Myth # 2: Bitcoin consumes a lot more electricity.

If you consider the aggregate energy demanded by the “old rails” of finance and government services such as notaries and registrars, it’s easy to understand that bitcoin is actually much more efficient than the systems it aims to disintermediate. The amount of energy spent every year to mine copper, nickel and other minerals around the globe — transporting them, turning them into coins, storing, distributing and securing those coins — you get the idea. Or consider the process of cutting forests to produce paper required for contemporary systems of titling, registration and certification.

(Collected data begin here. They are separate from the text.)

//! # Live execution
//!
//! Hands worklist commands to a hardware-facing [`Executor`] one at a time.
//!
//! [`run`] submits commands strictly in log order and blocks on each `execute` call
//! before the next submission. Comment commands have no physical effect and are
//! skipped. The loop stops at the first failure or when the [`Cancellation`] token
//! fires, and reports the index of the first command that did not complete.
//! Failed commands are never retried.
//!
//! ```rust
//! use fluent_worklist::executor::{Cancellation, SimulatedExecutor};
//! use fluent_worklist::worklist::{Worklist, WorklistConfig};
//!
//! let mut wl = Worklist::new(WorklistConfig::fca("Demo"))?;
//! wl.pick_up(None, &[0])?;
//! wl.aspirate("Plate", &["A1"], &[50.0], None, &[0])?;
//!
//! let mut executor = SimulatedExecutor::new();
//! let report = wl.execute(&mut executor, &Cancellation::never()).unwrap();
//! assert_eq!(report.executed, 1);
//! # Ok::<(), fluent_worklist::worklist::WorklistError>(())
//! ```

mod simulated;

#[cfg(test)]
mod tests;

use crossbeam_channel::{bounded, Receiver, Sender};
use log::{debug, error, info, warn};

use crate::worklist::WorklistCommand;

pub use simulated::SimulatedExecutor;

/// Acknowledgement of a completed command
#[derive(Debug, Clone, Default, PartialEq, Eq)]
pub struct Ack {
    /// Optional detail reported by the executor
    pub detail: Option<String>,
}

/// A command the executor could not complete
#[derive(Debug, Clone, PartialEq, Eq, thiserror::Error)]
#[error("{message}")]
pub struct ExecutionFailure {
    /// What went wrong, as reported by the hardware binding
    pub message: String,
}

impl ExecutionFailure {
    /// Failure with a message
    pub fn new(message: impl Into<String>) -> Self {
        Self {
            message: message.into(),
        }
    }
}

/// Something that carries out one worklist command at a time
pub trait Executor {
    /// Carry out `command`, blocking until it has completed or failed
    fn execute(&mut self, command: &WorklistCommand) -> Result<Ack, ExecutionFailure>;
}

impl<E: Executor + ?Sized> Executor for &mut E {
    fn execute(&mut self, command: &WorklistCommand) -> Result<Ack, ExecutionFailure> {
        (**self).execute(command)
    }
}

impl<E: Executor + ?Sized> Executor for Box<E> {
    fn execute(&mut self, command: &WorklistCommand) -> Result<Ack, ExecutionFailure> {
        (**self).execute(command)
    }
}

/// Why an execution run stopped early
#[derive(Debug, Clone, PartialEq, thiserror::Error)]
pub enum ExecutionError {
    /// The executor rejected a command
    #[error("Command {index} ({command}) failed: {source}")]
    Failed {
        /// Index of the failed command in the log
        index: usize,
        /// The failed command
        command: Box<WorklistCommand>,
        /// Failure reported by the executor
        #[source]
        source: ExecutionFailure,
    },

    /// The cancellation token fired before the command was submitted
    #[error("Execution cancelled before command {index}")]
    Cancelled {
        /// Index of the first command not submitted
        index: usize,
    },
}

impl ExecutionError {
    /// Index of the first command that did not complete
    pub fn index(&self) -> usize {
        match self {
            ExecutionError::Failed { index, .. } | ExecutionError::Cancelled { index } => *index,
        }
    }
}

/// Outcome of a completed run
#[derive(Debug, Clone, Default, PartialEq, Eq)]
pub struct ExecutionReport {
    /// Commands acknowledged by the executor
    pub executed: usize,
    /// Comment commands skipped
    pub skipped: usize,
}

/// Cancellation token checked before every submission.
///
/// Obtained together with its [`CancelHandle`] from [`Cancellation::new`]. Once
/// cancelled it stays cancelled.
#[derive(Debug, Clone)]
pub struct Cancellation {
    receiver: Option<Receiver<()>>,
}

/// Triggers a [`Cancellation`]; cloneable and usable from any thread
#[derive(Debug, Clone)]
pub struct CancelHandle {
    sender: Sender<()>,
}

impl Cancellation {
    /// A linked handle and token
    #[allow(clippy::new_ret_no_self)]
    pub fn new() -> (CancelHandle, Cancellation) {
        let (sender, receiver) = bounded(1);
        (
            CancelHandle { sender },
            Cancellation {
                receiver: Some(receiver),
            },
        )
    }

    /// A token that never fires
    pub fn never() -> Self {
        Self { receiver: None }
    }

    /// Whether cancellation has been requested
    pub fn is_cancelled(&self) -> bool {
        self.receiver.as_ref().is_some_and(|rx| !rx.is_empty())
    }
}

impl CancelHandle {
    /// Request cancellation; repeated calls are harmless
    pub fn cancel(&self) {
        // A full channel means cancellation is already pending.
        let _ = self.sender.try_send(());
    }
}

/// Submit `commands` to `executor` in order, one at a time
pub fn run<E: Executor + ?Sized>(
    executor: &mut E,
    commands: &[WorklistCommand],
    cancellation: &Cancellation,
) -> Result<ExecutionReport, ExecutionError> {
    info!("Executing {} commands", commands.len());
    let mut report = ExecutionReport::default();

    for (index, command) in commands.iter().enumerate() {
        if cancellation.is_cancelled() {
            warn!(
                "Execution cancelled before command {} ({} completed)",
                index, report.executed
            );
            return Err(ExecutionError::Cancelled { index });
        }

        if !command.is_physical() {
            debug!("Skipping comment at {}", index);
            report.skipped += 1;
            continue;
        }

        match executor.execute(command) {
            Ok(_) => report.executed += 1,
            Err(source) => {
                error!("Command {} ({}) failed: {}", index, command, source);
                return Err(ExecutionError::Failed {
                    index,
                    command: Box::new(command.clone()),
                    source,
                });
            }
        }
    }

    info!(
        "Execution complete: {} commands executed, {} comments skipped",
        report.executed, report.skipped
    );
    Ok(report)
}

The Bitcoin Blockchain — the new “World Wide Ledger” will gradually update paper-based systems and with that the inefficient energy accompanying them. Coin Center — a D.C. based crypto-currency advocacy group — has produced an insightful report on the topic, with a more detailed study on its way.

Myth # 3 Bitcoin is a Bubble.

In recent months, bitcoin has been attacked by economists, central bankers and various “experts.” But the qualifications of these crypto critics are few and irrelevant. Would you listed to a doctor advising on stock markets or a car mechnic commenting on blood presure ?

When critics compared the cryptocurrency to the 17th century tulip mania, Naval Ravikant, founder of Angelist, explained the flawed juxtaposition this way: “Tulips are not durable, not scarce, not programmable, not fungible, not verifiable, not divisible and hard to transfer
 but tell me more about your analogy.”

When it comes to bitcoin, I’m betting with technologists and coders. And in regards to sceptics, I expect many will reevaluate their ambivalence about the significance of this technology. This has happened with internet. It will happen with bitcoin. Meanwhile, my advice to them is to go out; to acquire and to use bitcoin. See what it is all about.

Myth # 4 I love Blockchain; just not bitcoin.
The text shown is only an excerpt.